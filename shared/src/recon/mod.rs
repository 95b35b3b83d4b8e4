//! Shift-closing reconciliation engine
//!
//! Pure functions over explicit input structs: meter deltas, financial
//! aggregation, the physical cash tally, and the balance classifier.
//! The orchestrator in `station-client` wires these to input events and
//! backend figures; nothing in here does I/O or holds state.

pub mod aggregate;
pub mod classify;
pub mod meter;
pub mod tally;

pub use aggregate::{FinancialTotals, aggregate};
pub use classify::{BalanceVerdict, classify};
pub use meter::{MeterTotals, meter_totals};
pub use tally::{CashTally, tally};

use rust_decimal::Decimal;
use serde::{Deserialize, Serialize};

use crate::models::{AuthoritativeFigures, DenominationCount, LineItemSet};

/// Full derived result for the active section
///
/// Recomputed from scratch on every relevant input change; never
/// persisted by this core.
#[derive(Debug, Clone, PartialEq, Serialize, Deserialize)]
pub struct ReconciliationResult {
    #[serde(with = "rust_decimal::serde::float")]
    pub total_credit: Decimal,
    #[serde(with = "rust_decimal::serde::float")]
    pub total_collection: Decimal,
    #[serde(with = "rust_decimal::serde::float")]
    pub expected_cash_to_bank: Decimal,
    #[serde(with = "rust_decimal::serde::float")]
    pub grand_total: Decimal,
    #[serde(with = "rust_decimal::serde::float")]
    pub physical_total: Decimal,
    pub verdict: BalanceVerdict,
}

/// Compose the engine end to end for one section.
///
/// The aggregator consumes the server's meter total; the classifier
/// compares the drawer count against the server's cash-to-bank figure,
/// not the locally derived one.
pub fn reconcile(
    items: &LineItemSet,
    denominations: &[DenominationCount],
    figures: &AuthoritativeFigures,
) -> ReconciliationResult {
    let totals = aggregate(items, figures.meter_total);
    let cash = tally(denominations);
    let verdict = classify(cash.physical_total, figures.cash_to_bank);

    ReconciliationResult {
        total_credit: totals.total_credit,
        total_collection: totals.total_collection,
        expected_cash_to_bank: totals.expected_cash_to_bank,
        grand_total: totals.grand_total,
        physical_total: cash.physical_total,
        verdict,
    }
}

:::

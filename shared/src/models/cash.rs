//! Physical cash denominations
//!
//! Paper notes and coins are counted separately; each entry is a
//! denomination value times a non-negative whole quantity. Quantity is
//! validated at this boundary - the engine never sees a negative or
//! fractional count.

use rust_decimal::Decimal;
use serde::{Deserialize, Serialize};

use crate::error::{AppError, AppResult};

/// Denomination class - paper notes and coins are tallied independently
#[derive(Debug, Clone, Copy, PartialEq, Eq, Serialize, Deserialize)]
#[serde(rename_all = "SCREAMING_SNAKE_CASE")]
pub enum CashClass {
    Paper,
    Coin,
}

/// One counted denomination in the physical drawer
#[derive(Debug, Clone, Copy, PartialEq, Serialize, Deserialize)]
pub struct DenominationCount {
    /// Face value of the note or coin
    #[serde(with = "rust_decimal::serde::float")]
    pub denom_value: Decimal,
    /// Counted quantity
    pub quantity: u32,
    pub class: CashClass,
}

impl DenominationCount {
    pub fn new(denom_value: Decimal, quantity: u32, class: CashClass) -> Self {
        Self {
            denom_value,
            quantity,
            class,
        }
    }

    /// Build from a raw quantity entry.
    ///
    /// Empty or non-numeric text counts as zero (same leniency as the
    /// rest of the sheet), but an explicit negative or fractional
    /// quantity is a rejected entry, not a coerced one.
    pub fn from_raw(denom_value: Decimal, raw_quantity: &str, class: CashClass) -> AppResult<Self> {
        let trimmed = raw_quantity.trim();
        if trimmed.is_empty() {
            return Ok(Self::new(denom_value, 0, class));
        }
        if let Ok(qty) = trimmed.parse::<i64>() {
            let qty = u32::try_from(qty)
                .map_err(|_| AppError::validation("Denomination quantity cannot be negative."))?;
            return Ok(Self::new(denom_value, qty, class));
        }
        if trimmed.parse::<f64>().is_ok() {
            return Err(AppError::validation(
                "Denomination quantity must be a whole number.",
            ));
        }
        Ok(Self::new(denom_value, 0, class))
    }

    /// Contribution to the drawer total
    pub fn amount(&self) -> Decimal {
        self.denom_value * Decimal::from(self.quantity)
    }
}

:::

■ The problem ■
A bare number is required: the count of lines above with the string "ReconciliationResult".

■ Result of this exercise ■
3